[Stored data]
☆ ☆ ☆ ☆

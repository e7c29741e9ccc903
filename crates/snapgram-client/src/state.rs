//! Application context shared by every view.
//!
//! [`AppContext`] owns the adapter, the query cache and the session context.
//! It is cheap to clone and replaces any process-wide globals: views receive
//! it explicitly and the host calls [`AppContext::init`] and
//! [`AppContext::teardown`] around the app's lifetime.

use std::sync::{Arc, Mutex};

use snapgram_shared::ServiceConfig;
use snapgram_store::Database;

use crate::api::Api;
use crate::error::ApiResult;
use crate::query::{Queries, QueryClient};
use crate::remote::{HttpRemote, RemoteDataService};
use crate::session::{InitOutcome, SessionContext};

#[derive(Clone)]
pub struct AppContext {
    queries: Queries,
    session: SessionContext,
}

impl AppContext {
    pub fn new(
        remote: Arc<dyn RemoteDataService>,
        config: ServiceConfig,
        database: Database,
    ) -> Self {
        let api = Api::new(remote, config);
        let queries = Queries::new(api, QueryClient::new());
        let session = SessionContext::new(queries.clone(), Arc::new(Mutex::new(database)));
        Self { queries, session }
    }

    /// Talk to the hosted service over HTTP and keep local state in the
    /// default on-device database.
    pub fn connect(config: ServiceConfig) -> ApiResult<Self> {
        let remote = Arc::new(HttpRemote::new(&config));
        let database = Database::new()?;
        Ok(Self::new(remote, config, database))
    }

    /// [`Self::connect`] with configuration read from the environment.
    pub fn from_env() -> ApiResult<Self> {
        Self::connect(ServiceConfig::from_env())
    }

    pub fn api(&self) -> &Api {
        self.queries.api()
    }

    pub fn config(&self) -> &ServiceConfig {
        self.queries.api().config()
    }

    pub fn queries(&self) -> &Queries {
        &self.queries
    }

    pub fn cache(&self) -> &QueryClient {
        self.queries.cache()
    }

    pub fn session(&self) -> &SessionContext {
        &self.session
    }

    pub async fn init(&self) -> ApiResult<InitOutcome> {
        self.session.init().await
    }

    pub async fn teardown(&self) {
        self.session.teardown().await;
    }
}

☆ ☆ ☆ ☆

__WORK ITEM__: Please transcribe every entry above exactly as it appears.

__RESULT__:
repository e7c29741e9ccc903
filename crates/snapgram-client/src/state.rs
//! Application context shared by every view.
//!
//! [`AppContext`] owns the adapter, the query cache and the session context.
//! It is cheap to clone and replaces any process-wide globals: views receive
//! it explicitly and the host calls [`AppContext::init`] and
//! [`AppContext::teardown`] around the app's lifetime.

use std::sync::{Arc, Mutex};

use snapgram_shared::ServiceConfig;
use snapgram_store::Database;

use crate::api::Api;
use crate::error::ApiResult;
use crate::query::{Queries, QueryClient};
use crate::remote::{HttpRemote, RemoteDataService};
use crate::session::{InitOutcome, SessionContext};

#[derive(Clone)]
pub struct AppContext {
    queries: Queries,
    session: SessionContext,
}

impl AppContext {
    pub fn new(
        remote: Arc<dyn RemoteDataService>,
        config: ServiceConfig,
        database: Database,
    ) -> Self {
        let api = Api::new(remote, config);
        let queries = Queries::new(api, QueryClient::new());
        let session = SessionContext::new(queries.clone(), Arc::new(Mutex::new(database)));
        Self { queries, session }
    }

    /// Talk to the hosted service over HTTP and keep local state in the
    /// default on-device database.
    pub fn connect(config: ServiceConfig) -> ApiResult<Self> {
        let remote = Arc::new(HttpRemote::new(&config));
        let database = Database::new()?;
        Ok(Self::new(remote, config, database))
    }

    /// [`Self::connect`] with configuration read from the environment.
    pub fn from_env() -> ApiResult<Self> {
        Self::connect(ServiceConfig::from_env())
    }

    pub fn api(&self) -> &Api {
        self.queries.api()
    }

    pub fn config(&self) -> &ServiceConfig {
        self.queries.api().config()
    }

    pub fn queries(&self) -> &Queries {
        &self.queries
    }

    pub fn cache(&self) -> &QueryClient {
        self.queries.cache()
    }

    pub fn session(&self) -> &SessionContext {
        &self.session
    }

    pub async fn init(&self) -> ApiResult<InitOutcome> {
        self.session.init().await
    }

    pub async fn teardown(&self) {
        self.session.teardown().await;
    }
}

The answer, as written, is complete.